Второе. Футуризм не выделяет искусства из жизни, не фетиширует его. Не создание новых картин, стихов и повестей, а производство нового человека с использованием искусства как одного из орудий этого производства, — так определяет Третьяков задачу футуризма. Футуризм даже не литературное явление в обычном смысле этого слова. Это — известное жизненное устремление, и если он начал "с самоутверждений резко-индивидуалистического типа, с беспредметного азарта, чисто спортивных побуждений", то, в связи с революцией, с возникавшими на горизонте истории задачами пролетариата, обламывал ненужные ветки бунта во имя бунта и прорастал в боевое напряжение восставших производителей социальных ценностей, то напряжение, которое лишь в революции получило осязаемые формы".
Художник из касты творцов должен перейти в соответствующий производственный союз, участвующий вместе со всеми другими союзами в деле преобразования жизни. Даже до революции борьбу против старого искусства футуристы понимали, как разрушение форм старого быта. Им нужно было взорвать "крепкозадый буржуазно-мещанский быт, в который искусство прошлое и современное входили лишь как прочные части, образующие устойчивый вкус безмятежного и беспечального обеспеченного жития". Отсюда озорничество и эпатирование буржуа. "Удар по эстетическому вкусу был лишь деталью общего намечавшегося удара по быту. Ни одна архи-эпатажная строфа или манифест футуристов не вызвали такого гвалта и визга, как раскрашенные лица, жёлтая кофта и ассиметрические костюмы".

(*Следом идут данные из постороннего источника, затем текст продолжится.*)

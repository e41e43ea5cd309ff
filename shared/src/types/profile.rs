//! Profile data structures
//!
//! These types represent a sampled profile: a list of stack samples, each
//! carrying one value per declared sample type. The render pipeline only
//! ever reads a profile; see [`ProfileSnapshot`] for how it is shared.

use serde::{Deserialize, Serialize};
use std::collections::BTreeMap;
use std::sync::Arc;
use thiserror::Error;

#[derive(Debug, Error, PartialEq, Eq)]
pub enum ProfileError {
    #[error("sample has {got} values, profile declares {expected} sample types")]
    ValueCount { expected: usize, got: usize },
    #[error("incompatible sample types: {0} vs {1}")]
    IncompatibleSampleTypes(String, String),
}

/// Kind and unit of one sample value, e.g. `cpu/nanoseconds` or
/// `alloc_space/bytes`.
#[derive(Debug, Clone, Eq, PartialEq, Hash, Serialize, Deserialize)]
pub struct ValueType {
    #[serde(rename = "type")]
    pub kind: String,
    pub unit: String,
}

impl ValueType {
    pub fn new(kind: impl Into<String>, unit: impl Into<String>) -> Self {
        Self {
            kind: kind.into(),
            unit: unit.into(),
        }
    }
}

impl std::fmt::Display for ValueType {
    fn fmt(&self, f: &mut std::fmt::Formatter<'_>) -> std::fmt::Result {
        write!(f, "{}/{}", self.kind, self.unit)
    }
}

/// A single frame in a stack trace
#[derive(Debug, Clone, Eq, PartialEq, Hash, Serialize, Deserialize)]
pub struct Frame {
    /// Instruction address
    pub address: u64,

    /// Function name (if resolved)
    pub function: Option<String>,

    /// File name (if available)
    pub file: Option<String>,

    /// Line number (if available)
    pub line: Option<u32>,

    /// Module/library name
    pub module: Option<String>,

    /// Whether this frame was inlined into its caller
    #[serde(default)]
    pub inlined: bool,
}

impl Frame {
    /// Create a new unresolved frame
    pub fn new_unresolved(address: u64) -> Self {
        Self {
            address,
            function: None,
            file: None,
            line: None,
            module: None,
            inlined: false,
        }
    }

    /// Create a symbolized frame with only a function name
    pub fn function(name: impl Into<String>) -> Self {
        Self {
            function: Some(name.into()),
            ..Self::new_unresolved(0)
        }
    }

    /// Check if the frame has been symbolized
    pub fn is_symbolized(&self) -> bool {
        self.function.is_some()
    }
}

/// A complete stack trace with symbol information
#[derive(Debug, Clone, Eq, PartialEq, Hash, Serialize, Deserialize)]
pub struct Stack {
    /// Frames from innermost (leaf) to outermost (root)
    pub frames: Vec<Frame>,
}

impl Stack {
    /// Create a new stack from instruction addresses, leaf first
    pub fn from_addresses(addresses: &[u64]) -> Self {
        Self {
            frames: addresses.iter().map(|&a| Frame::new_unresolved(a)).collect(),
        }
    }

    /// Create a stack from function names listed caller first, the way a
    /// call path reads (`["main", "run", "work"]`).
    pub fn from_call_path(functions: &[&str]) -> Self {
        Self {
            frames: functions.iter().rev().map(|f| Frame::function(*f)).collect(),
        }
    }

    /// Leaf frame, if any
    pub fn leaf(&self) -> Option<&Frame> {
        self.frames.first()
    }
}

/// One stack sample with a value per sample type.
#[derive(Debug, Clone, PartialEq, Serialize, Deserialize)]
pub struct Sample {
    pub stack: Stack,
    pub values: Vec<i64>,
    #[serde(default, skip_serializing_if = "BTreeMap::is_empty")]
    pub labels: BTreeMap<String, Vec<String>>,
}

/// A sampled profile.
#[derive(Debug, Clone, Default, PartialEq, Serialize, Deserialize)]
pub struct Profile {
    /// Declared sample value types, one per entry in `Sample::values`
    pub sample_types: Vec<ValueType>,

    /// Name of the preferred sample type, if the profile declares one
    #[serde(default)]
    pub default_sample_type: Option<String>,

    pub samples: Vec<Sample>,

    /// Collection time, nanoseconds since the UNIX epoch
    #[serde(default)]
    pub time_nanos: i64,

    /// Profile duration in nanoseconds
    #[serde(default)]
    pub duration_ns: i64,

    #[serde(default)]
    pub period_type: Option<ValueType>,

    #[serde(default)]
    pub period: i64,

    #[serde(default)]
    pub comments: Vec<String>,

    /// Main binary the profile was collected from
    #[serde(default)]
    pub main_binary: Option<String>,
}

impl Profile {
    /// Create a new empty profile
    pub fn new(sample_types: Vec<ValueType>) -> Self {
        Self {
            sample_types,
            ..Default::default()
        }
    }

    /// Add a sample to the profile
    pub fn add_sample(&mut self, stack: Stack, values: Vec<i64>) -> Result<(), ProfileError> {
        if values.len() != self.sample_types.len() {
            return Err(ProfileError::ValueCount {
                expected: self.sample_types.len(),
                got: values.len(),
            });
        }
        self.samples.push(Sample {
            stack,
            values,
            labels: BTreeMap::new(),
        });
        Ok(())
    }

    /// Index of the sample type called `name`
    pub fn sample_type_index(&self, name: &str) -> Option<usize> {
        self.sample_types.iter().position(|t| t.kind == name)
    }

    /// Index used when the request does not select one: the declared
    /// default type, or the last type otherwise.
    pub fn default_sample_index(&self) -> usize {
        self.default_sample_type
            .as_deref()
            .and_then(|name| self.sample_type_index(name))
            .unwrap_or_else(|| self.sample_types.len().saturating_sub(1))
    }

    /// Names of all sample types, in declaration order
    pub fn sample_type_names(&self) -> Vec<String> {
        self.sample_types.iter().map(|t| t.kind.clone()).collect()
    }

    /// Sum of each sample type over all samples
    pub fn totals(&self) -> Vec<i64> {
        let mut totals = vec![0i64; self.sample_types.len()];
        for sample in &self.samples {
            for (total, v) in totals.iter_mut().zip(&sample.values) {
                *total = total.saturating_add(*v);
            }
        }
        totals
    }

    /// Multiply sample values per type by `ratios[i]`, rounding to the
    /// nearest integer. Samples left all-zero are removed.
    pub fn scale_n(&mut self, ratios: &[f64]) {
        for sample in &mut self.samples {
            for (v, r) in sample.values.iter_mut().zip(ratios) {
                *v = (*v as f64 * r).round() as i64;
            }
        }
        self.samples.retain(|s| s.values.iter().any(|&v| v != 0));
    }

    /// Multiply every sample value by `ratio`
    pub fn scale(&mut self, ratio: f64) {
        let ratios = vec![ratio; self.sample_types.len()];
        self.scale_n(&ratios);
    }

    /// Attach `key=value` to every sample
    pub fn set_label(&mut self, key: &str, value: &str) {
        for sample in &mut self.samples {
            sample
                .labels
                .insert(key.to_string(), vec![value.to_string()]);
        }
    }

    /// Whether `other` declares the same sample types in the same order
    pub fn check_compatible(&self, other: &Profile) -> Result<(), ProfileError> {
        if self.sample_types != other.sample_types {
            return Err(ProfileError::IncompatibleSampleTypes(
                describe_types(&self.sample_types),
                describe_types(&other.sample_types),
            ));
        }
        Ok(())
    }

    /// Append all samples of `other`. Durations add up.
    pub fn merge(&mut self, other: Profile) -> Result<(), ProfileError> {
        self.check_compatible(&other)?;
        self.samples.extend(other.samples);
        self.duration_ns = self.duration_ns.saturating_add(other.duration_ns);
        if self.time_nanos == 0 || (other.time_nanos != 0 && other.time_nanos < self.time_nanos) {
            self.time_nanos = other.time_nanos;
        }
        Ok(())
    }
}

fn describe_types(types: &[ValueType]) -> String {
    types
        .iter()
        .map(ToString::to_string)
        .collect::<Vec<_>>()
        .join(",")
}

/// Read-only handle to a profile shared by concurrent renders.
///
/// Each render takes its own snapshot; the underlying profile is never
/// mutated once wrapped.
#[derive(Debug, Clone)]
pub struct ProfileSnapshot {
    inner: Arc<Profile>,
}

impl ProfileSnapshot {
    pub fn new(profile: Profile) -> Self {
        Self {
            inner: Arc::new(profile),
        }
    }

    /// Independent read-only view for one render call
    pub fn snapshot(&self) -> Arc<Profile> {
        Arc::clone(&self.inner)
    }
}

impl From<Profile> for ProfileSnapshot {
    fn from(profile: Profile) -> Self {
        Self::new(profile)
    }
}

Таким образом, футуризм не школа, а социально-эстетическая тенденция, устремление группы людей, объединенных даже не положительными заданиями, не чётким осознанием своего "завтра", но ненавистью к своему "вчера и сегодня".
2.
Третье — вытекающее отсюда представление о назначении искусства. Искусство есть строение вещей. Назначение художника — делание вещи полезной и целесообразной. Искусство есть материальное создание вещей. Искусство для пролетариата "не священный храм, где лениво только созерцают, а труд, завод, который выпускает всем художественные предметы". Под словом "художественное" следует понимать целесообразное. Искусство в производстве означает наивысшую целесообразность и максимум квалификации. Так называемое чистое художество — такое же ремесло, как и всякое другое, "мы не понимаем, почему человек, изготовляющий картины, духовно выше человека, изготовляющего ткани. Мы полагаем, что не род занятия определяет духовную высоту человека, а степень его творческой одарённости... Мы утверждаем, что архитекторы, скульпторы, живописцы, — такие же рабочие, как инженеры, металлисты, текстильщики деревообделочники и пр., и нет никаких оснований квалифицировать их труд, как творческий, в отличие от какого-то другого — не творческого... Под художественным производством, мы разумеем просто-напросто сознательное творческое отношение к производственному процессу. Мы хотим, чтобы каждый рабочий, придавая предмету определенные форму и цвет, понимал, почему необходим именно этот цвет и эта форма. Мы хотим, чтобы рабочий перестал быть механическим исполнителем какого-то неведомого ему плана. Он должен стать сознательным активным участником творческого процесса создания вещи. Тогда минёт надобность в особом штате художников-украшателей; художественность будет влита в самую выработку вещи.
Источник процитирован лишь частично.